## EXERCISE PROMPT
Go through the following data and transcribe exactly the stretch of lines from the one holding "pub use definition::Definition;" to the one holding "other behavioral effect.", both included.

(Stored data)
○ ○ ○
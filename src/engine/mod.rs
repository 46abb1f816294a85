//! The engine that drives a declared machine.
//!
//! # Key Concepts
//!
//! - **Definition**: validated states, inputs, rules and the four action registries
//! - **Engine**: owns a definition plus the current state, processes inputs
//! - **ProcessError**: why a step was rejected or which callback failed
//!
//! Exit and input actions run before the commit and can veto a step.
//! Transition and entry actions run after it and only report.

mod config;
mod definition;
mod error;
mod machine;

pub use config::{EngineConfig, DEFAULT_HISTORY_LIMIT};
pub use definition::Definition;
pub use error::ProcessError;
pub use machine::Engine;
//! Declared states and input symbols.

use super::bitset::CompactSet;
use super::error::ConfigError;
use super::symbol::Symbol;

/// Role of a declared state.
///
/// `Initial` only decides which state construction and `reset()` select; it
/// has no other behavioral effect.
#[derive(Clone, Copy, Debug, PartialEq, Eq)]
pub enum StateKind {
    Initial,
    Normal,
}

/// The set of declared states plus exactly one initial state.
///
/// The initial state is whichever state was flagged with
/// [`add_initial`](Self::add_initial), or else the first state ever added.
/// States are never removed.
///
/// # Example
///
/// ```rust
/// use fsmkit::core::{StateKind, StateRegistry};
///
/// let mut states = StateRegistry::new();
/// states.add(0u32)?.add(1)?.add(2)?;
///
/// assert_eq!(states.initial(), Some(0));
/// assert_eq!(states.kind(&1), Some(StateKind::Normal));
///
/// states.add_initial(2).unwrap();
/// assert_eq!(states.initial(), Some(2));
/// assert!(states.add_initial(1).is_err());
/// # Ok::<(), fsmkit::ConfigError>(())
/// ```
#[derive(Clone, Debug)]
pub struct StateRegistry<S: Symbol> {
    members: CompactSet,
    order: Vec<S>,
    initial: Option<S>,
    explicit_initial: bool,
}

impl<S: Symbol> StateRegistry<S> {
    pub fn new() -> Self {
        Self {
            members: CompactSet::new(),
            order: Vec::new(),
            initial: None,
            explicit_initial: false,
        }
    }

    /// Declare a normal state. Re-adding a state is a no-op.
    ///
    /// Fails with [`ConfigError::IndexTooLarge`] when the state's index does
    /// not fit in a [`CompactSet`].
    pub fn add(&mut self, state: S) -> Result<&mut Self, ConfigError> {
        if !self.members.contains(state.index()) {
            self.members.add(state.index())?;
            self.order.push(state);
        }
        if self.initial.is_none() {
            self.initial = Some(state);
        }
        Ok(self)
    }

    /// Declare a state and flag it initial.
    ///
    /// Fails with [`ConfigError::DuplicateInitialState`] when a different
    /// state was already flagged.
    pub fn add_initial(&mut self, state: S) -> Result<&mut Self, ConfigError> {
        if let Some(existing) = self.initial.filter(|_| self.explicit_initial) {
            if existing != state {
                return Err(ConfigError::DuplicateInitialState {
                    existing: existing.name().into_owned(),
                    state: state.name().into_owned(),
                });
            }
        }
        self.add(state)?;
        self.initial = Some(state);
        self.explicit_initial = true;
        Ok(self)
    }

    pub fn contains(&self, state: &S) -> bool {
        self.members.contains(state.index())
    }

    /// The designated initial state, `None` until a state is declared.
    pub fn initial(&self) -> Option<S> {
        self.initial
    }

    pub fn kind(&self, state: &S) -> Option<StateKind> {
        if !self.contains(state) {
            return None;
        }
        if self.initial.as_ref() == Some(state) {
            Some(StateKind::Initial)
        } else {
            Some(StateKind::Normal)
        }
    }

    pub fn len(&self) -> usize {
        self.order.len()
    }

    pub fn is_empty(&self) -> bool {
        self.order.is_empty()
    }

    /// States in declaration order.
    pub fn iter(&self) -> impl Iterator<Item = &S> {
        self.order.iter()
    }

    /// Fail with [`ConfigError::UndefinedState`] unless `state` is declared.
    pub fn require(&self, state: &S) -> Result<(), ConfigError> {
        if self.contains(state) {
            Ok(())
        } else {
            Err(ConfigError::UndefinedState {
                state: state.name().into_owned(),
            })
        }
    }
}

impl<S: Symbol> Default for StateRegistry<S> {
    fn default() -> Self {
        Self::new()
    }
}

impl<S: Symbol> StateRegistry<S> {
    /// Declare every state of `iter` in order; the first becomes initial.
    pub fn try_from_iter(iter: impl IntoIterator<Item = S>) -> Result<Self, ConfigError> {
        let mut states = Self::new();
        for state in iter {
            states.add(state)?;
        }
        Ok(states)
    }
}

/// The set of declared input symbols.
#[derive(Clone, Debug)]
pub struct InputAlphabet<I: Symbol> {
    members: CompactSet,
    order: Vec<I>,
}

impl<I: Symbol> InputAlphabet<I> {
    pub fn new() -> Self {
        Self {
            members: CompactSet::new(),
            order: Vec::new(),
        }
    }

    /// Declare an input. Re-adding an input is a no-op.
    pub fn add(&mut self, input: I) -> Result<&mut Self, ConfigError> {
        if !self.members.contains(input.index()) {
            self.members.add(input.index())?;
            self.order.push(input);
        }
        Ok(self)
    }

    pub fn contains(&self, input: &I) -> bool {
        self.members.contains(input.index())
    }

    pub fn len(&self) -> usize {
        self.order.len()
    }

    pub fn is_empty(&self) -> bool {
        self.order.is_empty()
    }

    /// Inputs in declaration order.
    pub fn iter(&self) -> impl Iterator<Item = &I> {
        self.order.iter()
    }

    /// Fail with [`ConfigError::UndefinedInput`] unless `input` is declared.
    pub fn require(&self, input: &I) -> Result<(), ConfigError> {
        if self.contains(input) {
            Ok(())
        } else {
            Err(ConfigError::UndefinedInput {
                input: input.name().into_owned(),
            })
        }
    }
}

impl<I: Symbol> Default for InputAlphabet<I> {
    fn default() -> Self {
        Self::new()
    }
}

impl<I: Symbol> InputAlphabet<I> {
    /// Declare every input of `iter` in order.
    pub fn try_from_iter(iter: impl IntoIterator<Item = I>) -> Result<Self, ConfigError> {
        let mut inputs = Self::new();
        for input in iter {
            inputs.add(input)?;
        }
        Ok(inputs)
    }
}

#[cfg(test)]
mod tests {
    use super::*;

    #[test]
    fn first_state_added_is_initial() {
        let mut states = StateRegistry::new();
        states.add(4u32).unwrap().add(1).unwrap().add(9).unwrap();

        assert_eq!(states.initial(), Some(4));
        assert_eq!(states.kind(&4), Some(StateKind::Initial));
        assert_eq!(states.kind(&9), Some(StateKind::Normal));
        assert_eq!(states.kind(&5), None);
    }

    #[test]
    fn explicit_initial_overrides_first_added() {
        let mut states = StateRegistry::new();
        states.add(0u32).unwrap().add(1).unwrap();
        states.add_initial(1).unwrap();

        assert_eq!(states.initial(), Some(1));
        assert_eq!(states.kind(&0), Some(StateKind::Normal));
    }

    #[test]
    fn second_explicit_initial_is_rejected() {
        let mut states = StateRegistry::new();
        states.add_initial(0u32).unwrap();

        let result = states.add_initial(1);
        assert!(matches!(
            result,
            Err(ConfigError::DuplicateInitialState { .. })
        ));
        assert_eq!(states.initial(), Some(0));
        assert!(!states.contains(&1));
    }

    #[test]
    fn re_flagging_the_same_initial_is_idempotent() {
        let mut states = StateRegistry::new();
        states.add_initial(3u32).unwrap();
        assert!(states.add_initial(3).is_ok());
        assert_eq!(states.len(), 1);
    }

    #[test]
    fn duplicate_add_keeps_set_semantics() {
        let mut states = StateRegistry::new();
        states.add(2u32).unwrap().add(2).unwrap().add(7).unwrap();

        assert_eq!(states.len(), 2);
        let order: Vec<u32> = states.iter().copied().collect();
        assert_eq!(order, vec![2u32, 7]);
    }

    #[test]
    fn empty_registry_has_no_initial() {
        let states: StateRegistry<u32> = StateRegistry::new();
        assert!(states.is_empty());
        assert_eq!(states.initial(), None);
    }

    #[test]
    fn require_reports_undefined_state() {
        let states = StateRegistry::try_from_iter([0u32, 1]).unwrap();
        assert!(states.require(&1).is_ok());
        assert_eq!(
            states.require(&8),
            Err(ConfigError::UndefinedState {
                state: "8".to_string()
            })
        );
    }

    #[test]
    fn alphabet_membership() {
        let inputs = InputAlphabet::try_from_iter([3u8, 0, 3]).unwrap();

        assert_eq!(inputs.len(), 2);
        assert!(inputs.contains(&0));
        assert!(inputs.contains(&3));
        assert!(!inputs.contains(&1));
        assert!(matches!(
            inputs.require(&1),
            Err(ConfigError::UndefinedInput { .. })
        ));
    }

    #[test]
    fn out_of_range_identifiers_are_rejected() {
        let mut states = StateRegistry::new();
        let result = states.add(usize::MAX);

        assert!(matches!(result, Err(ConfigError::IndexTooLarge { .. })));
        assert!(states.is_empty());
        assert_eq!(states.initial(), None);
        assert!(!states.contains(&usize::MAX));

        assert!(states.add_initial(3_000_000_000usize).is_err());
        assert_eq!(states.initial(), None);

        let inputs = InputAlphabet::try_from_iter([0u32, 3_000_000_000]);
        assert!(matches!(inputs, Err(ConfigError::IndexTooLarge { .. })));
    }
}
//! Property-based tests for the engine.
//!
//! These tests use proptest to generate random machines and input sequences
//! and check the engine against a plain map model.

use fsmkit::core::{CompactSet, TransitionTable};
use fsmkit::engine::{Engine, EngineConfig};
use fsmkit::{InputAlphabet, StateRegistry};
use proptest::prelude::*;
use std::collections::{BTreeSet, HashMap};

const STATES: u32 = 6;
const INPUTS: u32 = 4;

prop_compose! {
    fn arbitrary_rules()(
        rules in prop::collection::vec((0..STATES, 0..INPUTS, 0..STATES), 0..24)
    ) -> Vec<(u32, u32, u32)> {
        rules
    }
}

fn build(rules: &[(u32, u32, u32)]) -> (Engine<u32, u32, ()>, HashMap<(u32, u32), u32>) {
    let states = StateRegistry::<u32>::try_from_iter(0..STATES).unwrap();
    let inputs = InputAlphabet::<u32>::try_from_iter(0..INPUTS).unwrap();
    let mut engine = Engine::with_config(states, inputs, EngineConfig::with_history(1024)).unwrap();
    let mut model = HashMap::new();

    for &(source, input, target) in rules {
        let accepted = engine.add_rule(source, input, target, None).is_ok();
        let fresh = !model.contains_key(&(source, input));
        assert_eq!(accepted, fresh);
        model.entry((source, input)).or_insert(target);
    }
    (engine, model)
}

proptest! {
    #[test]
    fn compact_set_matches_btree_set(values in prop::collection::vec(0usize..300, 0..64)) {
        let mut set = CompactSet::new();
        let mut model = BTreeSet::new();
        for v in &values {
            set.add(*v).unwrap();
            model.insert(*v);
        }

        prop_assert_eq!(set.count(), model.len());
        prop_assert_eq!(set.len(), model.iter().next_back().map_or(0, |max| max + 1));
        for i in 0..300 {
            prop_assert_eq!(set.contains(i), model.contains(&i));
        }
        prop_assert_eq!(set.iter().collect::<Vec<_>>(), model.into_iter().collect::<Vec<_>>());
    }

    #[test]
    fn table_keeps_first_rule_per_pair(rules in arbitrary_rules()) {
        let mut table = TransitionTable::new();
        let mut model: HashMap<(u32, u32), u32> = HashMap::new();

        for (source, input, target) in rules {
            let result = table.add_rule(source, input, target);
            prop_assert_eq!(result.is_ok(), !model.contains_key(&(source, input)));
            model.entry((source, input)).or_insert(target);
        }

        prop_assert_eq!(table.len(), model.len());
        for ((source, input), target) in &model {
            prop_assert_eq!(table.lookup(source, input), Ok(*target));
        }
    }

    #[test]
    fn can_agrees_with_rules_and_never_mutates(
        rules in arbitrary_rules(),
        start in 0..STATES,
    ) {
        let (engine, model) = build(&rules);
        engine.set_state(start).unwrap();

        for input in 0..INPUTS {
            prop_assert_eq!(engine.can(input), model.contains_key(&(start, input)));
            prop_assert_eq!(engine.state(), start);
        }
        prop_assert!(!engine.can(INPUTS + 1));
        prop_assert!(engine.history().is_empty());
    }

    #[test]
    fn process_tracks_model(
        rules in arbitrary_rules(),
        inputs in prop::collection::vec(0..INPUTS + 2, 0..40),
    ) {
        let (engine, model) = build(&rules);
        let mut current = 0u32;
        let mut committed = 0usize;

        for input in inputs {
            let result = engine.process(input);
            match model.get(&(current, input)) {
                Some(&target) if input < INPUTS => {
                    prop_assert!(result.is_ok());
                    current = target;
                    committed += 1;
                }
                _ => {
                    let err = result.unwrap_err();
                    prop_assert!(err.is_no_transition() || input >= INPUTS);
                    prop_assert!(!err.is_committed());
                }
            }
            prop_assert_eq!(engine.state(), current);
        }

        prop_assert_eq!(engine.history().len(), committed);
    }

    #[test]
    fn reset_always_returns_to_initial(
        rules in arbitrary_rules(),
        inputs in prop::collection::vec(0..INPUTS, 0..20),
    ) {
        let (engine, _) = build(&rules);
        for input in inputs {
            let _ = engine.process(input);
        }

        engine.reset();
        prop_assert_eq!(engine.state(), engine.initial_state());
        prop_assert_eq!(engine.state(), 0);
    }
}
○ ○ ○
## EXPECTED OUTPUT
pub use definition::Definition;
pub use error::ProcessError;
pub use machine::Engine;
//! Declared states and input symbols.

use super::bitset::CompactSet;
use super::error::ConfigError;
use super::symbol::Symbol;

/// Role of a declared state.
///
/// `Initial` only decides which state construction and `reset()` select; it
/// has no other behavioral effect.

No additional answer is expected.